That is, we used the brms default prior for \(lscale\). In a GitHub exchange, Bürkner pointed out that brms uses special priors for \(lscale\) parameters based on Michael Betancourt [of the Stan team]’s vignette on the topic. Though it isn’t included in this document, I also ran the model with the cauchy(0, 1) prior and the results were quite similar. So the big discrepancy between our model and the one in the text isn’t based on that prior.

Now that we’ve hopped on the comparison train, we may as well keep going down the track. Let’s reproduce McElreath’s model with rethinking.

Switch out brms for rethinking.

detach(package:brms, unload = T)
library(rethinking)

Now fit the rethinking::map2stan() model.

m13.7 <- map2stan(
    alist(
        total_tools ~ dpois(lambda),
        log(lambda) <- a + g[society] + bp*logpop,
        g[society] ~ GPL2( Dmat , etasq , rhosq , 0.01 ),
        a ~ dnorm(0,10),
        bp ~ dnorm(0,1),
        etasq ~ dcauchy(0,1),
        rhosq ~ dcauchy(0,1)
    ),
    data=list(
        total_tools=d$total_tools,
        logpop=d$logpop,
        society=d$society,
        Dmat=islandsDistMatrix),
    warmup=2000 , iter=1e4 , chains=4)

Alright, now we’ll work directly with the posteriors to make some visual comparisons.

# rethinking-based posterior
post_m13.7 <- rethinking::extract.samples(m13.7)[2:5] %>% as_tibble()

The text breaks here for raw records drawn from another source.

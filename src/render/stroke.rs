//! Splitting strokes into styled segments
//!
//! A pen restyles every `segment_length` points. Each new segment repeats the
//! previous segment's last point so the polylines join without gaps.

use glam::{DVec2, dvec2};

use crate::pen::{Pen, PenStyle, SegmentStyle};
use crate::scene::Line;

/// A run of points drawn with one style, in device units.
#[derive(Clone, Debug, PartialEq)]
pub struct Segment {
    pub style: SegmentStyle,
    pub points: Vec<DVec2>,
}

/// Split `line` into segments styled by `pen`.
///
/// Yields `ceil(points / segment_length)` segments; every segment after the
/// first starts with the last point of the one before.
pub fn segments(line: &Line, pen: &Pen) -> Vec<Segment> {
    let k = pen.segment_length().max(1);
    let mut out: Vec<Segment> = Vec::with_capacity(line.points.len().div_ceil(k));
    let mut last_width = 0.0;

    for (i, point) in line.points.iter().enumerate() {
        if i % k == 0 {
            let style = pen.segment_style(point, last_width);
            let mut points = Vec::with_capacity(k + 1);
            if let Some(join) = out.last().and_then(|s| s.points.last()) {
                points.push(*join);
            }
            out.push(Segment { style, points });
        }
        if let Some(current) = out.last_mut() {
            current.points.push(dvec2(point.x, point.y));
            last_width = current.style.width;
        }
    }

    out
}

#[cfg(test)]
mod tests {
    use super::*;
    use crate::scene::Point;

    fn pencil_line(n: usize) -> Line {
        // pencil restyles every 2 points
        Line::new(
            1,
            0,
            2.0,
            (0..n).map(|i| Point::at(i as f64, 2.0 * i as f64)).collect(),
        )
    }

    #[test]
    fn six_points_two_per_segment() {
        let line = pencil_line(6);
        let pen = Pen::create(line.tool, line.color, line.thickness_scale).unwrap();
        let segs = segments(&line, &pen);
        assert_eq!(segs.len(), 3);
        assert_eq!(segs[0].points, vec![dvec2(0.0, 0.0), dvec2(1.0, 2.0)]);
        assert_eq!(segs[1].points[0], dvec2(1.0, 2.0));
        assert_eq!(segs[2].points[0], dvec2(3.0, 6.0));
        assert_eq!(segs[2].points.len(), 3);
    }

    #[test]
    fn segment_count_is_ceil() {
        for n in 0..12 {
            let line = pencil_line(n);
            let pen = Pen::create(line.tool, line.color, line.thickness_scale).unwrap();
            let segs = segments(&line, &pen);
            assert_eq!(segs.len(), n.div_ceil(2), "{n} points");
            for pair in segs.windows(2) {
                assert_eq!(pair[1].points[0], *pair[0].points.last().unwrap());
            }
        }
    }

    #[test]
    fn unsegmented_pen_draws_one_polyline() {
        let mut line = pencil_line(40);
        line.tool = 4;
        let pen = Pen::create(line.tool, line.color, line.thickness_scale).unwrap();
        let segs = segments(&line, &pen);
        assert_eq!(segs.len(), 1);
        assert_eq!(segs[0].points.len(), 40);
    }

    #[test]
    fn marker_feeds_previous_width_forward() {
        let points = (0..6)
            .map(|i| Point {
                width: 8.0,
                ..Point::at(i as f64, 0.0)
            })
            .collect();
        let line = Line::new(3, 0, 2.0, points);
        let pen = Pen::create(line.tool, line.color, line.thickness_scale).unwrap();
        let segs = segments(&line, &pen);
        assert_eq!(segs.len(), 2);
        let first = 0.9 * 2.0;
        assert!((segs[0].style.width - first).abs() < 1e-12);
        assert!((segs[1].style.width - (0.9 * 2.0 + 0.1 * first)).abs() < 1e-12);
    }
}
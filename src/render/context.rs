//! Rendering context - state shared by every walk over one tree

use glam::DVec2;

use crate::anchors::{
    AnchorOffset, AnchorPositions, anchor_offset, layout_paragraphs, resolve_anchors,
};
use crate::errors::{RenderError, Warning, record_warning};
use crate::pen::{Fineliner, Pen, PenColor};
use crate::scene::{CrdtId, Group, Line, ParagraphStyle, SceneTree, Text};
use crate::types::Rgb;

use super::{MissingTool, RenderOptions, UnresolvedAnchor};

/// A paragraph ready to be drawn, in device units.
#[derive(Clone, Debug, PartialEq)]
pub struct PlacedText {
    pub style: ParagraphStyle,
    pub x: f64,
    pub y: f64,
    pub content: String,
}

/// Rendering context
pub struct RenderContext<'o> {
    /// Resolved anchor positions for the tree being rendered
    pub anchors: AnchorPositions,
    pub options: &'o RenderOptions,
    /// Conditions worked around so far, without duplicates
    pub warnings: Vec<Warning>,
}

impl<'o> RenderContext<'o> {
    pub fn new(tree: &SceneTree, options: &'o RenderOptions) -> Self {
        Self {
            anchors: resolve_anchors(tree.root_text.as_ref()),
            options,
            warnings: Vec::new(),
        }
    }

    /// Record a recoverable condition once.
    pub fn warn(&mut self, warning: Warning) {
        record_warning(&mut self.warnings, warning);
    }

    /// Non-empty paragraphs of `text` with their trimmed content and device
    /// position. Unknown styles are reported here.
    pub fn place_text(&mut self, text: &Text) -> Vec<PlacedText> {
        let mut placed = Vec::new();
        for (paragraph, y) in layout_paragraphs(text) {
            if let ParagraphStyle::Other(code) = paragraph.style {
                self.warn(Warning::UnknownParagraphStyle { code });
            }
            let content = paragraph.content();
            let content = content.trim();
            if content.is_empty() {
                continue;
            }
            placed.push(PlacedText {
                style: paragraph.style,
                x: text.pos_x,
                y,
                content: content.to_string(),
            });
        }
        placed
    }

    /// Translation of `group` relative to its parent, with the configured
    /// fallback for targets that have no position.
    pub fn anchor_offset(&mut self, group: &Group) -> Result<DVec2, RenderError> {
        let offset = anchor_offset(group, &self.anchors)?;
        crate::log::trace!(group = %group.node_id, ?offset, "group anchor");
        if let AnchorOffset::Unresolved { target, .. } = offset {
            self.warn(Warning::UnresolvedAnchor {
                group: group.node_id,
                target,
            });
        }
        let fallback_y = match self.options.unresolved_anchor {
            UnresolvedAnchor::Origin => 0.0,
            UnresolvedAnchor::PageTop => self
                .anchors
                .get(&CrdtId::PAGE_TOP)
                .copied()
                .unwrap_or(0.0),
        };
        Ok(offset.or_fallback(fallback_y))
    }

    /// The pen to draw `line` with, or `None` when it should be skipped.
    pub fn pen_for(&mut self, item: CrdtId, line: &Line) -> Option<Pen> {
        if PenColor::from_code(line.color).is_none() {
            self.warn(Warning::UnknownColor { code: line.color });
        }
        match Pen::create(line.tool, line.color, line.thickness_scale) {
            Ok(pen) => Some(pen),
            Err(_) => {
                self.warn(Warning::UnknownTool {
                    item,
                    code: line.tool,
                });
                match self.options.missing_tool {
                    MissingTool::Fallback => {
                        let color =
                            PenColor::from_code(line.color).map_or(Rgb::BLACK, PenColor::rgb);
                        Some(Fineliner::new(line.thickness_scale, color).into())
                    }
                    MissingTool::Skip => None,
                }
            }
        }
    }
}

#[cfg(test)]
mod tests {
    use super::*;
    use crate::scene::AnchorRef;
    use glam::dvec2;

    fn anchored_to_nowhere() -> Group {
        Group::new(CrdtId(0, 7)).with_anchor(AnchorRef::new(CrdtId(4, 4), 25.0))
    }

    #[test]
    fn unresolved_anchor_warns_once() {
        let tree = SceneTree::new(Group::new(CrdtId(0, 1)));
        let options = RenderOptions::default();
        let mut ctx = RenderContext::new(&tree, &options);
        let group = anchored_to_nowhere();
        assert_eq!(ctx.anchor_offset(&group).unwrap(), dvec2(25.0, 0.0));
        assert_eq!(ctx.anchor_offset(&group).unwrap(), dvec2(25.0, 0.0));
        assert_eq!(
            ctx.warnings,
            vec![Warning::UnresolvedAnchor {
                group: CrdtId(0, 7),
                target: CrdtId(4, 4)
            }]
        );
    }

    #[test]
    fn page_top_fallback_uses_sentinel() {
        let tree = SceneTree::new(Group::new(CrdtId(0, 1)));
        let options = RenderOptions::default().unresolved_anchor(UnresolvedAnchor::PageTop);
        let mut ctx = RenderContext::new(&tree, &options);
        let offset = ctx.anchor_offset(&anchored_to_nowhere()).unwrap();
        assert_eq!(offset, dvec2(25.0, super::super::defaults::SENTINEL_Y));
    }

    #[test]
    fn unknown_tool_falls_back_or_skips() {
        let tree = SceneTree::new(Group::new(CrdtId(0, 1)));
        let line = Line::new(99, 6, 2.0, vec![]);

        let options = RenderOptions::default();
        let mut ctx = RenderContext::new(&tree, &options);
        let pen = ctx.pen_for(CrdtId(0, 2), &line).unwrap();
        assert_eq!(pen.name(), "Fineliner");
        assert_eq!(
            ctx.warnings,
            vec![Warning::UnknownTool {
                item: CrdtId(0, 2),
                code: 99
            }]
        );

        let options = RenderOptions::default().missing_tool(MissingTool::Skip);
        let mut ctx = RenderContext::new(&tree, &options);
        assert!(ctx.pen_for(CrdtId(0, 2), &line).is_none());
    }

    #[test]
    fn placed_text_skips_blank_paragraphs() {
        use crate::scene::{Paragraph, TextRun};

        let text = Text::new(
            10.0,
            100.0,
            vec![
                Paragraph::new(
                    ParagraphStyle::Bold,
                    CrdtId(1, 1),
                    vec![TextRun::sequential(" hi ", 1, 1)],
                ),
                Paragraph::new(ParagraphStyle::Plain, CrdtId(1, 9), vec![]),
                Paragraph::new(
                    ParagraphStyle::Other(9),
                    CrdtId(1, 20),
                    vec![TextRun::sequential("odd", 1, 20)],
                ),
            ],
        );
        let tree = SceneTree::new(Group::new(CrdtId(0, 1)));
        let options = RenderOptions::default();
        let mut ctx = RenderContext::new(&tree, &options);
        let placed = ctx.place_text(&text);
        assert_eq!(
            placed,
            vec![
                PlacedText {
                    style: ParagraphStyle::Bold,
                    x: 10.0,
                    y: 82.0,
                    content: "hi".to_string(),
                },
                PlacedText {
                    style: ParagraphStyle::Other(9),
                    x: 10.0,
                    y: 224.0,
                    content: "odd".to_string(),
                },
            ]
        );
        assert_eq!(ctx.warnings, vec![Warning::UnknownParagraphStyle { code: 9 }]);
    }

    #[test]
    fn unknown_color_is_reported() {
        let tree = SceneTree::new(Group::new(CrdtId(0, 1)));
        let options = RenderOptions::default();
        let mut ctx = RenderContext::new(&tree, &options);
        let pen = ctx.pen_for(CrdtId(0, 2), &Line::new(4, 77, 1.0, vec![])).unwrap();
        assert_eq!(pen.name(), "Fineliner");
        assert_eq!(ctx.warnings, vec![Warning::UnknownColor { code: 77 }]);
    }
}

detach(package:rethinking, unload = T)
library(brms)

# brms-based posterior
post_b13.7 <- posterior_samples(b13.7)

Here’s the model intercept posterior, by package.

post_m13.7[, "a"] %>% 
  bind_rows(post_b13.7%>% 
              transmute(a = b_Intercept)) %>% 
  mutate(package = rep(c("rethinking", "brms"), each = nrow(post_m13.7))) %>% 
  
  ggplot(aes(x = a, fill = package)) +
  geom_density(size = 0, alpha = 1/2) +
  scale_fill_manual(NULL, values = c("#80A0C7", "#A65141")) +
  scale_y_continuous(NULL, breaks = NULL) +
  labs(title = "Not identical, but pretty close",
       x     = "intercept") +
  theme_pearl_earring

Now check the slopes.

post_m13.7[, "bp"] %>% 
  bind_rows(post_b13.7 %>% 
              transmute(bp = b_logpop)
              ) %>% 
  mutate(package = rep(c("rethinking", "brms"), each = nrow(post_m13.7))) %>% 
  
  ggplot(aes(x = bp, fill = package)) +
  geom_density(size = 0, alpha = 1/2) +
  scale_fill_manual(NULL, values = c("#80A0C7", "#A65141")) +
  scale_y_continuous(NULL, breaks = NULL) +
  labs(title = "Again, pretty close",
       x     = "slope") +
  theme_pearl_earring

This one, \(\eta^2\), required a little transformation.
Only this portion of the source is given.